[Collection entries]
++++++++

//! Core types for the cadence discrete-event simulation runtime.
//!
//! This is the leaf crate with zero internal cadence dependencies. It
//! defines the fundamental building blocks of event scheduling: logical
//! simulation time, scheduled events with priorities and cancellation
//! handles, the time-ordered pending-event list, the hierarchical naming
//! context, and the error types for each of those subsystems.

#![deny(missing_docs)]
#![deny(rustdoc::broken_intra_doc_links)]
#![forbid(unsafe_code)]

pub mod context;
pub mod error;
pub mod event;
pub mod eventlist;
pub mod time;

// Re-export core types at crate root for convenience.
pub use context::{Context, ContextObject};
pub use error::{ContextError, EventError, TimeError};
pub use event::{
    EventHandle, EventState, Executable, SimEvent, END_REPLICATION_PRIORITY, MAX_PRIORITY,
    MIN_PRIORITY, NORMAL_PRIORITY, WARMUP_PRIORITY,
};
pub use eventlist::EventList;
pub use time::{Seconds, SimTime, Ticks};
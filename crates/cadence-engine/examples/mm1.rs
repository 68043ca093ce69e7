//! M/M/1 queue — a complete, minimal simulation from scratch.
//!
//! Demonstrates:
//!   1. Implementing the Model trait
//!   2. Scheduling a self-perpetuating arrival process
//!   3. Tally, persistent, and counter observers with warmup
//!   4. Initializing a replication and running to its end
//!   5. Reading the collected statistics against queueing theory
//!
//! Run with:
//!   cargo run --example mm1

use std::collections::VecDeque;
use std::sync::{Arc, Mutex};

use rand::{Rng, SeedableRng};
use rand_chacha::ChaCha8Rng;

use cadence_core::{EventError, Seconds, SimTime};
use cadence_engine::{Model, ModelRef, OutputStatistics, Replication, RunState, Simulator};
use cadence_stats::{SimCounter, SimPersistent, SimTally};

// ─── Queue parameters ───────────────────────────────────────────

const ARRIVAL_RATE: f64 = 0.8; // lambda, customers per time unit
const SERVICE_RATE: f64 = 1.0; // mu
const WARMUP: f64 = 1_000.0;
const RUN_LENGTH: f64 = 20_000.0;
const SEED: u64 = 42;

/// Inverse-transform exponential sample.
fn exp_sample(rng: &mut ChaCha8Rng, rate: f64) -> f64 {
    let u: f64 = rng.gen_range(0.0_f64..1.0_f64);
    -(1.0 - u).ln() / rate
}

// ─── Model state shared by the event actions ────────────────────

struct Mm1State {
    rng: ChaCha8Rng,
    /// Arrival times of customers waiting for service.
    queue: VecDeque<f64>,
    server_busy: bool,
    waiting_time: Arc<Mutex<SimTally<Seconds>>>,
    queue_length: Arc<Mutex<SimPersistent<Seconds>>>,
    served: Arc<Mutex<SimCounter<Seconds>>>,
}

fn schedule_arrival(
    simulator: &Simulator<Seconds>,
    state: &Arc<Mutex<Mm1State>>,
    delay: f64,
) -> Result<(), EventError> {
    let sim = simulator.clone();
    let st = Arc::clone(state);
    simulator
        .schedule_rel(delay, move || on_arrival(&sim, &st))
        .map_err(|e| EventError::failed(e.to_string()))?;
    Ok(())
}

fn on_arrival(
    simulator: &Simulator<Seconds>,
    state: &Arc<Mutex<Mm1State>>,
) -> Result<(), EventError> {
    let now = simulator.sim_time().value();
    let mut st = state.lock().unwrap();

    st.queue.push_back(now);
    let depth = st.queue.len() as f64;
    st.queue_length.lock().unwrap().register(depth);

    let next = exp_sample(&mut st.rng, ARRIVAL_RATE);
    drop(st);
    schedule_arrival(simulator, state, next)?;

    let mut st = state.lock().unwrap();
    if !st.server_busy {
        begin_service(simulator, state, &mut st)?;
    }
    Ok(())
}

fn begin_service(
    simulator: &Simulator<Seconds>,
    state: &Arc<Mutex<Mm1State>>,
    st: &mut Mm1State,
) -> Result<(), EventError> {
    let Some(arrived) = st.queue.pop_front() else {
        return Ok(());
    };
    let now = simulator.sim_time().value();
    st.waiting_time.lock().unwrap().register(now - arrived);
    st.queue_length
        .lock()
        .unwrap()
        .register(st.queue.len() as f64);
    st.server_busy = true;

    let service = exp_sample(&mut st.rng, SERVICE_RATE);
    let sim = simulator.clone();
    let state = Arc::clone(state);
    simulator
        .schedule_rel(service, move || on_departure(&sim, &state))
        .map_err(|e| EventError::failed(e.to_string()))?;
    Ok(())
}

fn on_departure(
    simulator: &Simulator<Seconds>,
    state: &Arc<Mutex<Mm1State>>,
) -> Result<(), EventError> {
    let mut st = state.lock().unwrap();
    st.served.lock().unwrap().register(1);
    st.server_busy = false;
    if !st.queue.is_empty() {
        begin_service(simulator, state, &mut st)?;
    }
    Ok(())
}

// ─── Model ──────────────────────────────────────────────────────

struct Mm1Model {
    simulator: Simulator<Seconds>,
    statistics: OutputStatistics<Seconds>,
    state: Option<Arc<Mutex<Mm1State>>>,
}

impl Model<Seconds> for Mm1Model {
    fn construct_model(&mut self) -> Result<(), EventError> {
        let waiting_time = SimTally::new("waiting time", self)
            .map_err(|e| EventError::failed(e.to_string()))?;
        let queue_length = SimPersistent::new("queue length", self)
            .map_err(|e| EventError::failed(e.to_string()))?;
        let served =
            SimCounter::new("served", self).map_err(|e| EventError::failed(e.to_string()))?;

        let mut rng = ChaCha8Rng::seed_from_u64(SEED);
        let first = exp_sample(&mut rng, ARRIVAL_RATE);
        let state = Arc::new(Mutex::new(Mm1State {
            rng,
            queue: VecDeque::new(),
            server_busy: false,
            waiting_time,
            queue_length,
            served,
        }));
        self.state = Some(Arc::clone(&state));

        schedule_arrival(&self.simulator, &state, first)
    }

    fn simulator(&self) -> &Simulator<Seconds> {
        &self.simulator
    }

    fn output_statistics(&mut self) -> &mut OutputStatistics<Seconds> {
        &mut self.statistics
    }
}

// ─── Main ───────────────────────────────────────────────────────

fn main() -> Result<(), Box<dyn std::error::Error>> {
    tracing_subscriber::fmt().compact().init();

    println!("=== M/M/1 queue ===\n");

    // 1. Create the simulator and model.
    let simulator = Simulator::new("mm1");
    let model = Arc::new(Mutex::new(Mm1Model {
        simulator: simulator.clone(),
        statistics: OutputStatistics::new(),
        state: None,
    }));
    let model_ref: ModelRef<Seconds> = model.clone();

    // 2. One replication: warmup, then the measured horizon.
    let replication =
        Replication::with_durations("mm1-rep-1", Seconds::ZERO, WARMUP, RUN_LENGTH)?;
    println!(
        "Replication: start=0, warmup={}, end={} (lambda={}, mu={}, seed={})",
        WARMUP, RUN_LENGTH, ARRIVAL_RATE, SERVICE_RATE, SEED
    );

    // 3. Initialize and run to the end of the replication.
    simulator.initialize(model_ref, replication)?;
    simulator.start()?;
    assert_eq!(simulator.run_state(), RunState::Ended);
    println!(
        "Run ended at t={:.1} with {} pending events\n",
        simulator.sim_time().value(),
        simulator.pending_event_count()
    );

    // 4. Read the statistics out of the model.
    let mut guard = model.lock().unwrap();
    println!("Observers registered: {}", guard.output_statistics().len());
    let state = guard.state.as_ref().expect("state built").clone();
    drop(guard);
    let st = state.lock().unwrap();

    let waiting = st.waiting_time.lock().unwrap();
    let queue_length = st.queue_length.lock().unwrap();
    let served = st.served.lock().unwrap();

    // 5. Compare with queueing theory.
    let rho = ARRIVAL_RATE / SERVICE_RATE;
    let wq_theory = rho / (SERVICE_RATE - ARRIVAL_RATE);
    let lq_theory = rho * rho / (1.0 - rho);

    println!("\n{:<22} {:>10} {:>10}", "statistic", "observed", "theory");
    println!(
        "{:<22} {:>10.3} {:>10.3}",
        "mean waiting time",
        waiting.sample_mean().unwrap_or(f64::NAN),
        wq_theory
    );
    println!(
        "{:<22} {:>10.3} {:>10}",
        "waiting time std dev",
        waiting.sample_std_dev().unwrap_or(f64::NAN),
        "-"
    );
    println!(
        "{:<22} {:>10.3} {:>10.3}",
        "mean queue length",
        queue_length.weighted_mean().unwrap_or(f64::NAN),
        lq_theory
    );
    println!("{:<22} {:>10} {:>10}", "customers served", served.count(), "-");
    println!(
        "{:<22} {:>10} {:>10.0}",
        "observations (tally)",
        waiting.n(),
        ARRIVAL_RATE * (RUN_LENGTH - WARMUP)
    );

    println!("\nDone.");
    Ok(())
}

++++++++

When the line with "drop(guard);" is reached in the data above, start copying there, and copy each line exactly until the line with "let lq_theory = rho * rho / (1.0 - rho);" has been copied; copy nothing else.

    drop(guard);
    let st = state.lock().unwrap();

    let waiting = st.waiting_time.lock().unwrap();
    let queue_length = st.queue_length.lock().unwrap();
    let served = st.served.lock().unwrap();

    // 5. Compare with queueing theory.
    let rho = ARRIVAL_RATE / SERVICE_RATE;
    let wq_theory = rho / (SERVICE_RATE - ARRIVAL_RATE);
    let lq_theory = rho * rho / (1.0 - rho);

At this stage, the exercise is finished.